Complete text extracted from the document (2,973 characters)

50
Conclusion and Recommendations
US-China academic exchanges are valuable to both China and the United States and
should be maintained and developed. However, in doing so, universities must be alert
to the risks of engaging with the Chinese government, institutions, and funders and
be proactive in applying a higher level of due diligence and vigilance as a defense of
the core principle of academic freedom, especially when conflicts take place at home
in their own universities.
Promote Transparency
Confucius Institutes We do not endorse calls for Confucius Institutes to be closed,
as long as several conditions are met. US institutions should make their CI agreements
public to facilitate oversight by members of the university community and other
concerned parties. Those agreements, in turn, must grant full managerial authority
to the host institution (not on a shared basis with the Hanban), so the university has
full control over what a CI teaches, the activities it undertakes, the research grants it
makes, and whom it employs. The clause in all Hanban contracts that CIs must operate
“according to China’s laws” must be deleted.
If these standards cannot be attained, then the CI agreements should be terminated.
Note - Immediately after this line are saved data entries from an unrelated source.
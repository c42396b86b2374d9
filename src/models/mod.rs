//! Typed model wrappers, one per family.

pub mod image;
pub mod rerank;
pub mod sparse;
pub mod text;

pub use image::ImageEmbedding;
pub use rerank::TextRerank;
pub use sparse::SparseTextEmbedding;
pub use text::TextEmbedding;

use crate::batching::{default_batch_size, effective_batch_size};
use crate::config::EngineConfig;
use crate::error::{EngineError, Result};
use crate::inference::InferenceBackend;
use crate::loader::{LoadedModel, ModelLoader};
use crate::registry::{ModelFamily, ModelSpec};

/// Catalog entry, preprocessor and inference session behind every typed model.
pub struct ModelParts<P> {
    pub(crate) spec: &'static ModelSpec,
    pub(crate) preprocessor: P,
    pub(crate) backend: Box<dyn InferenceBackend>,
    default_batch_size: usize,
}

impl<P> ModelParts<P> {
    pub fn new(
        spec: &'static ModelSpec,
        preprocessor: P,
        backend: Box<dyn InferenceBackend>,
    ) -> Self {
        Self {
            spec,
            preprocessor,
            backend,
            default_batch_size: default_batch_size(spec.family),
        }
    }

    /// Batch size used when a call passes `None` or `0`.
    pub fn with_default_batch_size(mut self, batch_size: usize) -> Self {
        self.default_batch_size = batch_size.max(1);
        self
    }

    pub fn spec(&self) -> &'static ModelSpec {
        self.spec
    }

    pub(crate) fn batch_size(&self, requested: Option<usize>) -> usize {
        effective_batch_size(requested, self.default_batch_size)
    }
}

/// Fetch (if needed) and load a catalog model of `family` using `config`,
/// keeping it only if `pick` recognises the variant.
pub(crate) fn load<M>(
    family: ModelFamily,
    code: Option<&str>,
    config: &EngineConfig,
    pick: fn(LoadedModel) -> Option<M>,
) -> Result<M> {
    let model = ModelLoader::from_config(config)?.load(family, code)?;
    let got = model.family();
    pick(model).ok_or_else(|| EngineError::inference(format!("loader returned a {got} model")))
}

/// A graph whose output width disagrees with the catalog is an inference
/// failure rather than a silently wrong vector.
pub(crate) fn check_dimension(
    spec: &ModelSpec,
    got: usize,
    expected: Option<usize>,
) -> Result<()> {
    match expected {
        Some(expected) if expected != got => Err(EngineError::inference(format!(
            "{} produced vectors of dimension {got}, expected {expected}",
            spec.code
        ))),
        _ => Ok(()),
    }
}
Furthermore, universities should prevent any intervention by CIs in curricular
requirements and course content in their overall Chinese studies curricula or other
areas of study by maintaining a clear administrative separation between academic
centers and departments on the one hand, and CIs on the other. Finally, universities
must ensure that all public programming offered by their CIs conform to academic
standards of balance and diversity and do not cross the line to become a platform
for PRC propaganda, or even a circumscribed view of a controversial issue. In fact,
this report would suggest that universities not permit Confucius Institutes to become
involved in public programming that goes beyond the CI core mission of education
about Chinese language and culture. To go beyond these two categories invites
opportunities for politicized propaganda.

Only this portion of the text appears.